Зал ожидания поражал размерами, все терялось в нем, все он проглатывал — трудно было представить, что и в него можно вдохнуть жизнь. Примостившиеся на своих узлах люди в лохмотьях жались друг к другу от стен к центру, кругами. Стоял нестихающий гул.
Голоса, тонкие и отчаянные, сиплые, стенающие, зазвучали истошно при появлении сестер милосердия. Белые халаты едва пробирались по ногам, через сплетение стольких тел, отовсюду к ним тянулись руки, норовя ухватить чистеньких сестер за подол или за рукав, а не то и за плечи и шею. Кто вскрикивал, как бы молясь, кто хрипел, кто заклинал. Некоторые плакали, особенно сидящие по краям и не надеющиеся, что им достанется кулек и стакан.
Любопытные, сбившиеся по ту сторону деревянных дверей и толстого стекла, напрасно пытались бы разглядеть лица в мешанине скелетов, одетых в тряпье, подвязанное веревками, определить возраст и пол тех, кого втиснули в вокзальный зал ожидания. Женщины, все, казались дряхлыми старухами-арестантками, дети, высовывающиеся между ними, с синюшными мордочками, — апокалиптическими мужчинами, словно бы сплюснутыми, примятыми теми же орудиями пыток, что урезали их в размерах.
Сестры милосердия, конечно, знали, что в зале не было ни одного мужчины и, кроме того, не было ни девушек, ни молодых женщин. А ведь именно их отсутствие вызывало жалобы и стенания, которые не могли уразуметь сестры милосердия, именно оно усугубляло панику: люди не понимали и не хотели принять факт своего спасения, они подозревали тут новое коварство, совсем уж дьявольское и, разумеется, готовящее им новые муки, а может, кто знает, и вовсе конец.
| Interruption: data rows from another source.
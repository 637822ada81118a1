use std::sync::{
    Arc, OnceLock,
    atomic::{AtomicBool, Ordering},
};

static INTERRUPT_TOKEN: OnceLock<CancelToken> = OnceLock::new();

/// Cooperative cancellation flag shared between a caller and a running
/// route computation. Clones observe the same flag.
#[derive(Clone, Debug, Default)]
pub struct CancelToken(Arc<AtomicBool>);

impl CancelToken {
    pub fn new() -> Self {
        Self::default()
    }

    pub fn cancel(&self) {
        self.0.store(true, Ordering::Relaxed);
    }

    pub fn is_cancelled(&self) -> bool {
        self.0.load(Ordering::Relaxed)
    }

    /// Process-wide token tripped by Ctrl-C. The handler is installed on
    /// first use; later calls return clones of the same token.
    pub fn interrupt() -> Self {
        INTERRUPT_TOKEN
            .get_or_init(|| {
                let token = Self::new();
                let handler_token = token.clone();
                if let Err(err) = ctrlc::set_handler(move || {
                    log::warn!("cancel: interrupt received, abandoning refinement");
                    handler_token.cancel();
                }) {
                    log::warn!("cancel: failed to install interrupt handler err={err}");
                }
                token
            })
            .clone()
    }
}
use ndarray::{Array1, Array2, ArrayD, ArrayView2, Axis};
use serde::{Deserialize, Serialize};

use super::DelayModel;
use crate::{Error, Result};

const FEATURE_COLUMNS: usize = 2;

/// Two-feature logistic regression:
/// `p(delay) = sigmoid(intercept + cluster_weight * cluster + express_weight * express)`.
#[derive(Clone, Copy, Debug, PartialEq, Serialize, Deserialize)]
pub struct LogisticDelayModel {
    pub intercept: f64,
    pub cluster_weight: f64,
    pub express_weight: f64,
}

impl LogisticDelayModel {
    pub fn new(intercept: f64, cluster_weight: f64, express_weight: f64) -> Self {
        Self {
            intercept,
            cluster_weight,
            express_weight,
        }
    }

    pub(crate) fn validate(&self) -> Result<()> {
        if [self.intercept, self.cluster_weight, self.express_weight]
            .iter()
            .all(|w| w.is_finite())
        {
            Ok(())
        } else {
            Err(Error::model("weights must be finite"))
        }
    }

    fn delay_probability(&self, features: ArrayView2<'_, f64>) -> Result<Array1<f64>> {
        if features.ncols() != FEATURE_COLUMNS {
            return Err(Error::model(format!(
                "expected {FEATURE_COLUMNS} feature columns, got {}",
                features.ncols()
            )));
        }
        Ok(features.map_axis(Axis(1), |row| {
            let z = self.intercept + self.cluster_weight * row[0] + self.express_weight * row[1];
            1.0 / (1.0 + (-z).exp())
        }))
    }
}

impl DelayModel for LogisticDelayModel {
    fn predict_proba(&self, features: ArrayView2<'_, f64>) -> Result<ArrayD<f64>> {
        let p = self.delay_probability(features)?;
        let mut out = Array2::zeros((p.len(), 2));
        for (mut row, p) in out.rows_mut().into_iter().zip(p.iter()) {
            row[0] = 1.0 - p;
            row[1] = *p;
        }
        Ok(out.into_dyn())
    }

    fn predict(&self, features: ArrayView2<'_, f64>) -> Result<Array1<f64>> {
        Ok(self
            .delay_probability(features)?
            .mapv(|p| if p >= 0.5 { 1.0 } else { 0.0 }))
    }
}
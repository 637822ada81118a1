use std::{fs::File, io::Write};

use env_logger::{Builder, Target, fmt::Formatter};
use log::{Level, Record};

use crate::{Error, LogFormat, Result, RouteOptions};

/// Installs the global logger. Fails if a logger is already set.
pub fn init_logger(options: &RouteOptions) -> Result<()> {
    let log_format = options.log_format;
    let log_timestamp = options.log_timestamp;

    let mut builder = Builder::new();
    builder
        .filter_level(options.log_level.to_filter())
        .write_style(env_logger::WriteStyle::Never)
        .format(move |buf: &mut Formatter, record| match log_format {
            LogFormat::Json => {
                let timestamp = log_timestamp.then(|| buf.timestamp_millis().to_string());
                writeln!(buf, "{}", json_line(record, timestamp))
            }
            LogFormat::Compact | LogFormat::Pretty => {
                if log_timestamp {
                    write!(buf, "{} ", buf.timestamp_millis())?;
                }
                if log_format == LogFormat::Pretty {
                    writeln!(
                        buf,
                        "{} [{}] {}",
                        level_tag(record.level()),
                        record.target(),
                        record.args()
                    )
                } else {
                    writeln!(buf, "{} {}", level_tag(record.level()), record.args())
                }
            }
        });

    if let Some(log_path) = options.log_output_path() {
        let log_file = File::create(log_path).map_err(|e| {
            Error::other(format!(
                "failed to create log output file {}: {e}",
                log_path.display()
            ))
        })?;
        builder.target(Target::Pipe(Box::new(log_file)));
    } else {
        builder.target(Target::Stderr);
    }

    builder
        .try_init()
        .map_err(|e| Error::other(format!("logger init failed: {e}")))
}

fn json_line(record: &Record<'_>, timestamp: Option<String>) -> serde_json::Value {
    let mut line = serde_json::json!({
        "level": level_tag(record.level()),
        "target": record.target(),
        "message": record.args().to_string(),
    });
    if let Some(ts) = timestamp {
        line["ts"] = serde_json::Value::String(ts);
    }
    line
}

fn level_tag(level: Level) -> &'static str {
    match level {
        Level::Error => "ERROR",
        Level::Warn => "WARN",
        Level::Info => "INFO",
        Level::Debug => "DEBUG",
        Level::Trace => "TRACE",
    }
}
Почему придержали мужчин и трудоспособных женщин? Чтобы привезти их в другой раз, другим поездом? Дескать, не хватило места? Неужели кто-то противился тому, чтобы ехать в тесноте и давке? Да, они могли отказаться от этих больших и шикарных вагонов, покачивающихся, как царские барки… пусть бы их везли на телегах, пусть бы заставляли идти пешком десятки километров, но вместе: мужья, жены, сыновья и дочери, старики и дети, вместе.
Стриженая, как все, в наголовнике из мешковины, женщина, перед которой остановилась сестра милосердия, тоже не имела возраста. Она хранила молчание. Не ответила соседке, когда та вынула у нее из рук останки одеяла и обернулась в них. Даже не шелохнулась, когда старуха слева, увидев в ее немоте подтверждение собственных предчувствий, забилась, воздевая руки к небу. В конце концов она подняла голову: изрытая морщинами, древняя финикийская маска. Не дрогнула и когда сестра милосердия отшатнулась, как будто ей в нос ударил запах… Только смотрела, не мигая. Как и карлик, прислонивший маленькую желтую головку к ее оголившемуся плечу.